The Supreme Court, in an opinion by Chief Justice Warren Burger, joined by Justices William J. Brennan, Byron White, and Thurgood Marshall, affirmed the Third Circuit in reversing the district court but declared that intent (mens rea—guilty, culpable, evil state of mind) is an element of a criminal Sherman Act violation. Justices Potter Stewart and Lewis Powell agreed as to mens rea. Justice John P. Stevens disagreed as to mens rea. Justice William Renquist/ believing the jury instructions adequate, dissented from all of the opinion except for a section on conspiracy. This decision was the first one in which the Court specifically established different standards of proof for civil and criminal antitrust established distinct standards of proof for civil and criminal violations. While affirming the Third Circuit's reversal the Court rejected that Court's statements about good motives for verification being a "controlling circumstance" barring antitrust liability.

==Commentary==

● Professor Gerald Gibbons explains the Gypsum case as an illustration of "sham licensing"—or "a screen to shield a mutually advantageous, voluntary renunciation of price competition by the parties." He begins by observing that the most significant "advance in the art revealed" by the patents involved "was a folding of the edge of the paper cover on unpatented gypsum board over the exposed core so that the edge of the board was smooth rather than rough." The effect of the organization of the industry under the patents was a substantial increase in prices:
Before the inauguration of the licensing system, patented board sold at a price premium of fourteen dollars a lot as opposed to twelve dollars for unpatented board. Seven months afterwards the price of folded-edge board soared to twenty dollars a lot and held close to this price throughout the Depression.

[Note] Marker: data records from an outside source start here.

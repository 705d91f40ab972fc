//! HTTP gateway.
//!
//! REST surface for queries, the authored-tool store, and registry
//! administration, plus the WebSocket streaming variant of the query
//! endpoint. Mutating endpoints sit behind the admin bearer token.

mod auth;
mod ws;

pub use auth::{AuthState, Claims};

use crate::agent::{AgentLoop, HistoryEntry, QueryOptions};
use crate::config::{AgentConfig, Config};
use crate::errors::{ToolforgeError, ToolforgeResult};
use crate::keys::KeyPool;
use crate::providers::{GeminiProvider, LlmClient, LlmProvider};
use crate::registry::ToolRegistry;
use crate::sandbox::{SandboxExecutor, ToolExecutor};
use crate::store::{ListFilter, NewTool, ToolStore, ToolUpdate};
use axum::extract::{Path, Query, State};
use axum::http::{header, StatusCode};
use axum::response::{IntoResponse, Response};
use axum::routing::{get, post};
use axum::{Json, Router};
use serde::Deserialize;
use serde_json::{json, Value};
use std::sync::Arc;
use std::time::Duration;
use tracing::info;

/// Upper bound on tools surfaced per query, mirroring the query endpoint's
/// historical cap.
const MAX_TOOLS_CAP: usize = 5;

#[derive(Clone)]
pub struct AppState {
    pub config: Arc<Config>,
    pub registry: Arc<ToolRegistry>,
    pub store: Arc<ToolStore>,
    pub executor: Arc<dyn ToolExecutor>,
    pub llm: Arc<LlmClient>,
    pub auth: Arc<AuthState>,
}

impl AppState {
    /// Assemble the full application from configuration.
    pub fn from_config(config: Config) -> ToolforgeResult<Self> {
        let pool = Arc::new(KeyPool::new(
            config.llm.api_keys.clone(),
            Duration::from_secs(config.llm.min_request_interval_secs),
            Duration::from_secs(config.llm.key_cooldown_secs),
        )?);
        let provider: Arc<dyn LlmProvider> =
            Arc::new(GeminiProvider::new(config.llm.model.clone()));
        Self::with_parts(config, provider, pool, None)
    }

    /// Assemble with injected provider/executor, used by tests and by the
    /// CLI's one-shot mode.
    pub fn with_parts(
        config: Config,
        provider: Arc<dyn LlmProvider>,
        pool: Arc<KeyPool>,
        executor: Option<Arc<dyn ToolExecutor>>,
    ) -> ToolforgeResult<Self> {
        let llm = Arc::new(LlmClient::new(
            pool,
            provider,
            Duration::from_secs(config.llm.post_success_cooldown_secs),
        ));
        let registry = Arc::new(ToolRegistry::open(config.storage.tools_dir.clone())?);
        let store = Arc::new(ToolStore::open(&config.storage.db_path)?);
        let executor = executor
            .unwrap_or_else(|| Arc::new(SandboxExecutor::new(config.sandbox.clone())));
        let auth = Arc::new(AuthState::new(&config.server));
        Ok(Self {
            config: Arc::new(config),
            registry,
            store,
            executor,
            llm,
            auth,
        })
    }

    /// Build a per-query agent loop over the shared components.
    pub fn agent_loop(&self) -> AgentLoop {
        AgentLoop::new(
            self.llm.clone(),
            self.registry.clone(),
            self.store.clone(),
            self.executor.clone(),
            self.config.agent.clone(),
            Duration::from_secs(self.config.sandbox.timeout_secs),
        )
    }
}

/// Error wrapper mapping the taxonomy onto HTTP statuses.
pub struct ApiError(pub ToolforgeError);

impl From<ToolforgeError> for ApiError {
    fn from(err: ToolforgeError) -> Self {
        Self(err)
    }
}

impl IntoResponse for ApiError {
    fn into_response(self) -> Response {
        let status = match &self.0 {
            ToolforgeError::InvalidInput(_) => StatusCode::BAD_REQUEST,
            ToolforgeError::NotFound(_) => StatusCode::NOT_FOUND,
            ToolforgeError::Unavailable { .. } | ToolforgeError::Bugged { .. } => {
                StatusCode::SERVICE_UNAVAILABLE
            }
            ToolforgeError::Auth(_) => StatusCode::UNAUTHORIZED,
            ToolforgeError::LlmTransient(_) | ToolforgeError::SandboxSubstrate(_) => {
                StatusCode::SERVICE_UNAVAILABLE
            }
            _ => StatusCode::INTERNAL_SERVER_ERROR,
        };
        let body = json!({
            "success": false,
            "error": self.0.to_string(),
            "error_type": self.0.kind(),
        });
        (status, Json(body)).into_response()
    }
}

/// Body of `POST /query` (and the first WebSocket frame).
#[derive(Debug, Clone, Deserialize)]
pub struct QueryRequest {
    pub question: Option<String>,
    /// Accepted alias for `question`.
    pub query: Option<String>,
    pub max_iterations: Option<usize>,
    pub max_tools: Option<usize>,
    pub use_sandbox: Option<bool>,
    #[serde(default)]
    pub history: Vec<HistoryEntry>,
}

impl QueryRequest {
    pub fn question(&self) -> Option<String> {
        self.question
            .clone()
            .or_else(|| self.query.clone())
            .filter(|q| !q.trim().is_empty())
    }

    pub fn options(&self, defaults: &AgentConfig) -> QueryOptions {
        let mut opts = QueryOptions::from_config(defaults);
        if let Some(n) = self.max_iterations {
            opts.max_iterations = n.max(1);
        }
        if let Some(n) = self.max_tools {
            opts.max_tools = n.clamp(1, MAX_TOOLS_CAP);
        }
        if let Some(use_sandbox) = self.use_sandbox {
            opts.use_sandbox = use_sandbox;
        }
        opts.history = self.history.clone();
        opts
    }
}

pub fn router(state: AppState) -> Router {
    let admin = Router::new()
        .route("/tools", post(create_tool))
        .route("/tools/{id}", axum::routing::put(update_tool).delete(delete_tool))
        .route("/tools/{id}/clear-bugs", post(clear_bugs))
        .route("/tools/{id}/deactivate", post(deactivate_tool))
        .route("/registry/reload", post(reload_registry))
        .route_layer(axum::middleware::from_fn_with_state(
            state.clone(),
            require_admin,
        ));

    Router::new()
        .route("/query", post(query_handler))
        .route("/ws/query", get(ws::ws_query_handler))
        .route("/health", get(health))
        .route("/models", get(list_models))
        .route("/auth/login", post(login))
        .route("/auth/verify", get(verify_token))
        .route("/tools", get(list_tools))
        .route("/tools/{id}", get(get_tool))
        .route("/tools/{id}/execute", post(execute_tool))
        .route("/tools/search/{query}", get(search_tools))
        .route("/tools/bugged/list", get(bugged_tools))
        .route("/registry/tools", get(registry_tools))
        .route("/registry/availability", get(registry_availability))
        .route("/registry/context", get(registry_context))
        .merge(admin)
        .with_state(state)
}

/// Run the gateway until shutdown.
pub async fn serve(config: Config) -> anyhow::Result<()> {
    let addr = format!("{}:{}", config.server.host, config.server.port);
    let state = AppState::from_config(config)?;
    let app = router(state);
    let listener = tokio::net::TcpListener::bind(&addr).await?;
    info!("gateway listening on {addr}");
    axum::serve(listener, app).await?;
    Ok(())
}

async fn require_admin(
    State(state): State<AppState>,
    request: axum::extract::Request,
    next: axum::middleware::Next,
) -> Result<Response, ApiError> {
    let header = request
        .headers()
        .get(header::AUTHORIZATION)
        .and_then(|v| v.to_str().ok());
    state.auth.verify_header(header)?;
    Ok(next.run(request).await)
}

He questions, however, the Court's use of the hub-and-spoke conspiracy doctrine to find the element of concerted action that section 1 of the Sherman Act requires. The test that the Court relied on—"whether the licensees knew that they would all be offered the same price restrictions"—is of "questionable validity" for patent licensing programs because such licenses are "normally standardized in all important terms." He asserts that prospective licensees object to accepting that discriminate in favor of others licensees, since that would give an advantage to competitors. Therefore, license applicants frequently insist on assurances of standardization and also often request a guarantee that better terms will not be offered to other licensees—a "most-favored-licensee" clause—one that provides that any provisions in other licenses that are more favorable to the licensees are automatically available to the licensee demanding the clause. Gibbons says that this reasoning would make most licensing with a restrictive clause the product of conspiracy—"for restricted licensees will almost always know of similar restrictions offered to others." He therefore argues that use of hub-and-spoke conspiracy theory in patent licensing cases "should be abandoned."